“Since my son has been in high school, he has been upset by the sexual content in the assigned reading and discussions in his English and Social Studies classes. Now the film studies teacher has announced that there might be R-rated content in the course. Is this… usual? Acceptable? Reasonable? I don’t think my son is being too prudish. We have not exposed him to entertainment with sexual content at home, but we have discussed it when it has come up. I am curious if you have anything to say about this as an aspect of education.”

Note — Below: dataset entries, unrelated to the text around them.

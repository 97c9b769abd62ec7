use chrono::Utc;
use tracing::{info, warn};

use stockline_cart::Cart;
use stockline_catalog::CatalogStore;
use stockline_core::{DomainResult, MessageTable, OrderId};
use stockline_inventory::InventoryService;

use crate::order::{CheckoutValidationCode, Order, OrderDetails, OrderLine};
use crate::store::OrderStore;

/// Result of a checkout attempt.
#[derive(Debug, Clone, PartialEq, Eq)]
pub enum CheckoutOutcome {
    /// The order was persisted, stock decremented, and the cart cleared.
    Placed(Order),
    /// Business validation failed; localized codes for the caller to
    /// surface. Cart and catalog are untouched.
    Rejected(Vec<String>),
}

/// Orchestrates checkout: validate, persist, decrement stock, clear cart.
#[derive(Debug)]
pub struct OrderService<O, S, M> {
    orders: O,
    inventory: InventoryService<S, M>,
    messages: M,
}

impl<O, S, M> OrderService<O, S, M>
where
    O: OrderStore,
    S: CatalogStore,
    M: MessageTable,
{
    pub fn new(orders: O, inventory: InventoryService<S, M>, messages: M) -> Self {
        Self {
            orders,
            inventory,
            messages,
        }
    }

    /// Convert the session cart plus `details` into a persisted order.
    ///
    /// An empty cart or blank required fields reject the checkout with
    /// localized codes (data, not an error). On the success path the order
    /// is persisted **before** the stock decrement; a decrement failure
    /// propagates with the order already committed. That composite is not
    /// atomic — a known limitation of the observed behavior, kept as is.
    pub fn checkout(
        &self,
        cart: &mut Cart,
        details: &OrderDetails,
    ) -> DomainResult<CheckoutOutcome> {
        let mut codes = Vec::new();
        if cart.is_empty() {
            codes.push(CheckoutValidationCode::CartEmpty);
        }
        codes.extend(details.validate());
        if !codes.is_empty() {
            warn!(code_count = codes.len(), "checkout rejected");
            return Ok(CheckoutOutcome::Rejected(
                codes
                    .iter()
                    .map(|code| self.messages.resolve(code.key()))
                    .collect(),
            ));
        }

        let order = self.orders.insert(Order {
            id: OrderId::unassigned(),
            name: details.name.clone(),
            address: details.address.clone(),
            city: details.city.clone(),
            zip: details.zip.clone(),
            country: details.country.clone(),
            placed_at: Utc::now(),
            lines: cart
                .lines()
                .iter()
                .map(|line| OrderLine {
                    product: line.product.clone(),
                    quantity: line.quantity,
                })
                .collect(),
        });

        self.inventory.apply_cart_to_stock(cart)?;
        cart.clear();
        info!(order_id = %order.id, line_count = order.lines.len(), "order placed");
        Ok(CheckoutOutcome::Placed(order))
    }

    /// Identifier-based read; `None` when absent.
    pub fn order(&self, id: OrderId) -> Option<Order> {
        self.orders.get(id)
    }

    /// All persisted orders in store order.
    pub fn orders(&self) -> Vec<Order> {
        self.orders.list()
    }

    /// Signal checkout completion to the presentation layer by emptying the
    /// session cart. Idempotent on an already-empty cart.
    pub fn complete_checkout(&self, cart: &mut Cart) {
        cart.clear();
    }
}
use core::str::FromStr;

use rust_decimal::Decimal;
use serde::{Deserialize, Serialize};

use stockline_core::ProductId;

/// Persisted catalog record.
///
/// Mutated only by the inventory service; owned by the catalog store.
#[derive(Debug, Clone, PartialEq, Eq, Serialize, Deserialize)]
pub struct Product {
    pub id: ProductId,
    pub name: String,
    pub description: String,
    pub details: String,
    /// Non-negative unit price.
    pub price: Decimal,
    /// Non-negative quantity in stock.
    pub quantity: i32,
}

/// Field validation code for untrusted product input.
///
/// The discriminant order below is the emission order: name first, then the
/// price group, then the stock group. Within a group only one code fires
/// (missing, then not-parseable, then not-positive).
#[derive(Debug, Clone, Copy, PartialEq, Eq, Serialize, Deserialize)]
pub enum ProductValidationCode {
    MissingName,
    MissingPrice,
    PriceNotANumber,
    PriceNotGreaterThanZero,
    MissingQuantity,
    StockNotAnInteger,
    StockNotGreaterThanZero,
}

impl ProductValidationCode {
    /// Stable key into the injected message table.
    pub fn key(&self) -> &'static str {
        match self {
            Self::MissingName => "MissingName",
            Self::MissingPrice => "MissingPrice",
            Self::PriceNotANumber => "PriceNotANumber",
            Self::PriceNotGreaterThanZero => "PriceNotGreaterThanZero",
            Self::MissingQuantity => "MissingQuantity",
            Self::StockNotAnInteger => "StockNotAnInteger",
            Self::StockNotGreaterThanZero => "StockNotGreaterThanZero",
        }
    }
}

impl core::fmt::Display for ProductValidationCode {
    fn fmt(&self, f: &mut core::fmt::Formatter<'_>) -> core::fmt::Result {
        f.write_str(self.key())
    }
}

/// Untrusted external product input prior to validation.
///
/// All value fields are free-form strings as received from a form; `None` and
/// whitespace-only both count as missing. Never persisted directly.
#[derive(Debug, Clone, Default, PartialEq, Eq, Serialize, Deserialize)]
pub struct ProductInput {
    pub id: Option<i32>,
    pub name: Option<String>,
    pub price: Option<String>,
    pub stock: Option<String>,
    pub description: Option<String>,
    pub details: Option<String>,
}

fn present(field: &Option<String>) -> Option<&str> {
    match field.as_deref().map(str::trim) {
        None | Some("") => None,
        Some(value) => Some(value),
    }
}

impl ProductInput {
    /// Run all independent field checks and accumulate every applicable code.
    ///
    /// Not fail-fast across fields; mutually exclusive within a field.
    /// Returns an empty list for fully valid input.
    pub fn validate(&self) -> Vec<ProductValidationCode> {
        let mut codes = Vec::new();

        if present(&self.name).is_none() {
            codes.push(ProductValidationCode::MissingName);
        }

        match present(&self.price) {
            None => codes.push(ProductValidationCode::MissingPrice),
            Some(raw) => match Decimal::from_str(raw) {
                Err(_) => codes.push(ProductValidationCode::PriceNotANumber),
                Ok(price) if price <= Decimal::ZERO => {
                    codes.push(ProductValidationCode::PriceNotGreaterThanZero)
                }
                Ok(_) => {}
            },
        }

        match present(&self.stock) {
            None => codes.push(ProductValidationCode::MissingQuantity),
            Some(raw) => match i32::from_str(raw) {
                Err(_) => codes.push(ProductValidationCode::StockNotAnInteger),
                Ok(stock) if stock <= 0 => {
                    codes.push(ProductValidationCode::StockNotGreaterThanZero)
                }
                Ok(_) => {}
            },
        }

        codes
    }

    /// Convert validated input into a catalog record.
    ///
    /// Returns the accumulated codes when any check fails; nothing is parsed
    /// into a record in that case.
    pub fn to_product(&self) -> Result<Product, Vec<ProductValidationCode>> {
        let codes = self.validate();
        if !codes.is_empty() {
            return Err(codes);
        }

        // validate() guarantees both parses succeed.
        let price = present(&self.price)
            .and_then(|raw| Decimal::from_str(raw).ok())
            .unwrap_or(Decimal::ZERO);
        let quantity = present(&self.stock)
            .and_then(|raw| i32::from_str(raw).ok())
            .unwrap_or(0);

        Ok(Product {
            id: self
                .id
                .map(ProductId::new)
                .unwrap_or_else(ProductId::unassigned),
            name: present(&self.name).unwrap_or("").to_owned(),
            description: present(&self.description).unwrap_or("").to_owned(),
            details: present(&self.details).unwrap_or("").to_owned(),
            price,
            quantity,
        })
    }
}

impl From<&Product> for ProductInput {
    /// Project a stored record back into its form representation.
    fn from(product: &Product) -> Self {
        Self {
            id: Some(product.id.get()),
            name: Some(product.name.clone()),
            price: Some(product.price.to_string()),
            stock: Some(product.quantity.to_string()),
            description: Some(product.description.clone()),
            details: Some(product.details.clone()),
        }
    }
}

#[cfg(test)]
mod tests {
    use super::*;

    fn valid_input() -> ProductInput {
        ProductInput {
            id: None,
            name: Some("Echo Dot".to_owned()),
            price: Some("92.50".to_owned()),
            stock: Some("10".to_owned()),
            description: Some("(2nd Generation) - Black".to_owned()),
            details: None,
        }
    }

    #[test]
    fn fully_valid_input_yields_no_codes() {
        assert!(valid_input().validate().is_empty());
    }

    #[test]
    fn blank_name_blank_stock_negative_price_yield_three_codes() {
        let input = ProductInput {
            name: Some("   ".to_owned()),
            price: Some("-11.05".to_owned()),
            stock: None,
            ..Default::default()
        };

        assert_eq!(
            input.validate(),
            vec![
                ProductValidationCode::MissingName,
                ProductValidationCode::PriceNotGreaterThanZero,
                ProductValidationCode::MissingQuantity,
            ]
        );
    }

    #[test]
    fn price_codes_are_mutually_exclusive_in_precedence_order() {
        let missing = ProductInput {
            price: None,
            ..valid_input()
        };
        assert_eq!(
            missing.validate(),
            vec![ProductValidationCode::MissingPrice]
        );

        let garbled = ProductInput {
            price: Some("twelve".to_owned()),
            ..valid_input()
        };
        assert_eq!(
            garbled.validate(),
            vec![ProductValidationCode::PriceNotANumber]
        );

        let zero = ProductInput {
            price: Some("0".to_owned()),
            ..valid_input()
        };
        assert_eq!(
            zero.validate(),
            vec![ProductValidationCode::PriceNotGreaterThanZero]
        );
    }

    #[test]
    fn stock_codes_are_mutually_exclusive_in_precedence_order() {
        let fractional = ProductInput {
            stock: Some("4.5".to_owned()),
            ..valid_input()
        };
        assert_eq!(
            fractional.validate(),
            vec![ProductValidationCode::StockNotAnInteger]
        );

        let negative = ProductInput {
            stock: Some("-1".to_owned()),
            ..valid_input()
        };
        assert_eq!(
            negative.validate(),
            vec![ProductValidationCode::StockNotGreaterThanZero]
        );
    }

    #[test]
    fn to_product_parses_the_value_fields() {
        let product = valid_input().to_product().unwrap();
        assert!(!product.id.is_assigned());
        assert_eq!(product.name, "Echo Dot");
        assert_eq!(product.price, Decimal::new(9250, 2));
        assert_eq!(product.quantity, 10);
        assert_eq!(product.details, "");
    }

    #[test]
    fn to_product_returns_codes_without_building_a_record() {
        let err = ProductInput::default().to_product().unwrap_err();
        assert_eq!(
            err,
            vec![
                ProductValidationCode::MissingName,
                ProductValidationCode::MissingPrice,
                ProductValidationCode::MissingQuantity,
            ]
        );
    }

    #[test]
    fn form_projection_round_trips_a_record() {
        let product = valid_input().to_product().unwrap();
        let view = ProductInput::from(&product);
        assert_eq!(view.name.as_deref(), Some("Echo Dot"));
        assert_eq!(view.price.as_deref(), Some("92.50"));
        assert_eq!(view.stock.as_deref(), Some("10"));
    }

    mod proptest_tests {
        use super::*;
        use proptest::prelude::*;

        proptest! {
            /// Property: any positive numeric pair renders valid input.
            #[test]
            fn positive_numbers_always_validate(
                price in 1u32..1_000_000,
                cents in 0u32..100,
                stock in 1i32..1_000_000,
                name in "[A-Za-z][A-Za-z0-9 ]{0,40}"
            ) {
                let input = ProductInput {
                    name: Some(name),
                    price: Some(format!("{price}.{cents:02}")),
                    stock: Some(stock.to_string()),
                    ..Default::default()
                };
                prop_assert!(input.validate().is_empty());

                let product = input.to_product().unwrap();
                prop_assert!(product.price > Decimal::ZERO);
                prop_assert_eq!(product.quantity, stock);
            }

            /// Property: non-positive stock always yields exactly the
            /// not-greater-than-zero code for the stock field.
            #[test]
            fn non_positive_stock_is_rejected(stock in i32::MIN..=0) {
                let input = ProductInput {
                    stock: Some(stock.to_string()),
                    ..valid_input()
                };
                prop_assert_eq!(
                    input.validate(),
                    vec![ProductValidationCode::StockNotGreaterThanZero]
                );
            }
        }
    }
}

Your question turned out to be a really interesting one – and one that many parents struggle with. It arises most frequently in high school honors and AP classes. I talked with several experienced high school teachers, most extensively with an English teacher on the East Coast who has taught honors and AP for years and a social studies teacher on the West Coast who has also taught honors and AP for many years. Here are their perspectives:
First of all, students who take honors and AP classes are by definition using more challenging materials. AP in particular is supposed to be at the college level. These more challenging, thought-provoking materials often have adult content and themes – particularly the contemporary works. AP classes, and some honors classes, have a list of texts and materials and content that has to be included in the curriculum. It’s not teacher choice. You should be able to get a copy of the syllabus from the teacher.

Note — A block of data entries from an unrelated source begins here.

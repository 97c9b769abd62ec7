//! `stockline-core` — domain foundation building blocks.
//!
//! This crate contains **pure domain** primitives (no infrastructure concerns).

pub mod error;
pub mod id;
pub mod messages;

pub use error::{DomainError, DomainResult};
pub use id::{OrderId, ProductId};
pub use messages::{IdentityMessages, MapMessages, MessageTable};
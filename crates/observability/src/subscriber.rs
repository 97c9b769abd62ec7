//! Tracing/logging initialization.

use tracing_subscriber::EnvFilter;

fn env_filter() -> EnvFilter {
    EnvFilter::try_from_default_env().unwrap_or_else(|_| EnvFilter::new("info"))
}

/// Initialize compact human-readable logging, filtered via `RUST_LOG`.
///
/// Safe to call multiple times (subsequent calls are no-ops), so test
/// binaries can call it from every setup path.
pub fn init() {
    let _ = tracing_subscriber::fmt()
        .with_env_filter(env_filter())
        .compact()
        .with_target(false)
        .try_init();
}

/// Initialize JSON logging for machine-consumed process output.
pub fn init_json() {
    let _ = tracing_subscriber::fmt()
        .with_env_filter(env_filter())
        .json()
        .with_timer(tracing_subscriber::fmt::time::SystemTime)
        .try_init();
}
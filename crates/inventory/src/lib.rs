//! Inventory service module.
//!
//! This crate contains the stock-quantity rules: product input validation
//! orchestration, positional catalog lookups, and the cart-to-stock
//! application. All persistence goes through the catalog store port.

pub mod service;

pub use service::InventoryService;
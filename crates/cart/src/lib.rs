//! Session cart domain module.
//!
//! This crate contains the in-process cart aggregate: pure selection state,
//! no IO and no storage. Lifetime equals one user session.

pub mod cart;

pub use cart::{Cart, CartLine};
use tracing::{debug, info};

use stockline_cart::Cart;
use stockline_catalog::{CatalogStore, Product, ProductInput};
use stockline_core::{DomainError, DomainResult, MessageTable};

/// Validates product input and applies cart quantities against stored stock.
///
/// Bridges the form representation and the persisted record. Public lookups
/// take a **positional id**: a 1-based rank into the catalog's current full
/// listing, not the store-assigned identifier.
#[derive(Debug)]
pub struct InventoryService<S, M> {
    store: S,
    messages: M,
}

impl<S, M> InventoryService<S, M>
where
    S: CatalogStore,
    M: MessageTable,
{
    pub fn new(store: S, messages: M) -> Self {
        Self { store, messages }
    }

    /// Full catalog listing in store order.
    pub fn all_products(&self) -> Vec<Product> {
        self.store.list()
    }

    /// Full catalog listing projected into form representations.
    pub fn all_views(&self) -> Vec<ProductInput> {
        self.store.list().iter().map(ProductInput::from).collect()
    }

    /// Resolve the `rank`-th element of the current catalog listing.
    ///
    /// This positional resolution (rather than identifier lookup) is kept
    /// for compatibility with the existing callers; it is deliberately
    /// isolated here so a future revision can swap in identifier-based
    /// lookup without touching call sites. Unstable under concurrent
    /// catalog changes.
    fn at_position(&self, rank: i32) -> DomainResult<Product> {
        let listing = self.store.list();
        if rank <= 0 || rank as usize > listing.len() {
            return Err(DomainError::IndexOutOfRange);
        }
        Ok(listing[(rank - 1) as usize].clone())
    }

    /// Fetch the `rank`-th product of the listing (1-based).
    pub fn product_by_position(&self, rank: i32) -> DomainResult<Product> {
        self.at_position(rank)
    }

    /// Fetch the `rank`-th product projected into its form representation.
    pub fn view_by_position(&self, rank: i32) -> DomainResult<ProductInput> {
        Ok(ProductInput::from(&self.at_position(rank)?))
    }

    /// Delete the `rank`-th product of the listing and drop any cart line
    /// referencing it, keeping the session consistent with the catalog.
    pub fn delete_by_position(&self, rank: i32, cart: &mut Cart) -> DomainResult<Product> {
        let product = self.at_position(rank)?;
        self.store.delete(product.id);
        cart.remove_line(&product);
        info!(product_id = %product.id, "product removed from catalog");
        Ok(product)
    }

    /// Validate `input` and upsert it into the catalog.
    ///
    /// When any field check fails, the localized code list is returned and
    /// nothing is written. Otherwise the input is converted to a record and
    /// inserted (store assigns the identifier) or, when its identifier
    /// matches an existing record, updated in place.
    pub fn save_product(&self, input: &ProductInput) -> Result<Product, Vec<String>> {
        let record = input.to_product().map_err(|codes| {
            codes
                .iter()
                .map(|code| self.messages.resolve(code.key()))
                .collect::<Vec<_>>()
        })?;

        let exists = record.id.is_assigned() && self.store.get(record.id).is_some();
        let stored = if exists {
            self.store.update(record.clone());
            record
        } else {
            self.store.insert(record)
        };
        info!(product_id = %stored.id, updated = exists, "product saved");
        Ok(stored)
    }

    /// Decrement stored stock by every line quantity in the session cart.
    ///
    /// Each line is validated then applied independently; when a later line
    /// exceeds its product's stock, earlier lines have already been
    /// committed. Fails with `InvalidOperation` before mutating the
    /// offending product, so no stock ever drops below zero.
    pub fn apply_cart_to_stock(&self, cart: &Cart) -> DomainResult<()> {
        for line in cart.lines() {
            let mut product = self
                .store
                .get(line.product.id)
                .ok_or(DomainError::NotFound)?;
            if line.quantity > product.quantity {
                return Err(DomainError::invalid_operation(
                    "quantity to remove should be within the number of products available",
                ));
            }
            product.quantity -= line.quantity;
            debug!(
                product_id = %product.id,
                removed = line.quantity,
                remaining = product.quantity,
                "stock decremented"
            );
            self.store.update(product);
        }
        Ok(())
    }
}
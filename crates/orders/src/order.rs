use chrono::{DateTime, Utc};
use serde::{Deserialize, Serialize};

use stockline_catalog::Product;
use stockline_core::OrderId;

/// Line item snapshotted from the cart at checkout time.
#[derive(Debug, Clone, PartialEq, Eq, Serialize, Deserialize)]
pub struct OrderLine {
    pub product: Product,
    pub quantity: i32,
}

/// Persisted order. Created exactly once per successful checkout and
/// immutable thereafter from this core's perspective.
#[derive(Debug, Clone, PartialEq, Eq, Serialize, Deserialize)]
pub struct Order {
    pub id: OrderId,
    pub name: String,
    pub address: String,
    pub city: String,
    pub zip: String,
    pub country: String,
    pub placed_at: DateTime<Utc>,
    pub lines: Vec<OrderLine>,
}

/// Untrusted checkout input: the customer fields as received from a form.
#[derive(Debug, Clone, Default, PartialEq, Eq, Serialize, Deserialize)]
pub struct OrderDetails {
    pub name: String,
    pub address: String,
    pub city: String,
    pub zip: String,
    pub country: String,
}

/// Checkout validation code, surfaced to the caller as data so the form can
/// be re-rendered without losing state.
#[derive(Debug, Clone, Copy, PartialEq, Eq, Serialize, Deserialize)]
pub enum CheckoutValidationCode {
    CartEmpty,
    MissingName,
    MissingAddress,
    MissingCity,
    MissingZipCode,
    MissingCountry,
}

impl CheckoutValidationCode {
    /// Stable key into the injected message table.
    pub fn key(&self) -> &'static str {
        match self {
            Self::CartEmpty => "CartEmpty",
            Self::MissingName => "ErrorMissingName",
            Self::MissingAddress => "ErrorMissingAddress",
            Self::MissingCity => "ErrorMissingCity",
            Self::MissingZipCode => "ErrorMissingZipCode",
            Self::MissingCountry => "ErrorMissingCountry",
        }
    }
}

impl core::fmt::Display for CheckoutValidationCode {
    fn fmt(&self, f: &mut core::fmt::Formatter<'_>) -> core::fmt::Result {
        f.write_str(self.key())
    }
}

impl OrderDetails {
    /// Accumulate a code for every blank required field.
    pub fn validate(&self) -> Vec<CheckoutValidationCode> {
        let checks = [
            (&self.name, CheckoutValidationCode::MissingName),
            (&self.address, CheckoutValidationCode::MissingAddress),
            (&self.city, CheckoutValidationCode::MissingCity),
            (&self.zip, CheckoutValidationCode::MissingZipCode),
            (&self.country, CheckoutValidationCode::MissingCountry),
        ];

        checks
            .into_iter()
            .filter(|(value, _)| value.trim().is_empty())
            .map(|(_, code)| code)
            .collect()
    }
}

Many students who are intellectually mature enough to handle challenging material have difficulty because their social and emotional maturity is not at that same level. They get embarrassed, the adult themes are scary, and sometimes boys react physically to sexual content. Teenagers think that everyone is focused on THEM and everyone is looking at THEM – so adult content can be extra embarrassing. More intuitive, sensitive kids often get very upset when the material includes violence or evil. So both teachers and parents need to help teenagers process all this through listening and discussion. This is where all your work on developing a value system comes into play. Values don’t exist in a vacuum.
Your question about the videos/films will require some digging at your school district level. Smart districts have a “reasonable film use” policy, and it would be a good idea for you to find out if your district has one. If not, you might want to suggest it to the superintendent or the school board. Most film use policies state that teachers must have:
Our contemporary culture – especially youth culture – is highly sexualized. I get embarrassed watching TV or films with my grown children! So it’s not unusual for your son to be uncomfortable, especially since you have provided a wholesome, respectful environment for him. (Good for you, BTW!) But he’s entering the world, so it’s in his best interest for you to help him figure out how to put all this in context and come up with an individual perspective based on his individual values. He can understand it without buying into it.
Does that help at all? Good luck!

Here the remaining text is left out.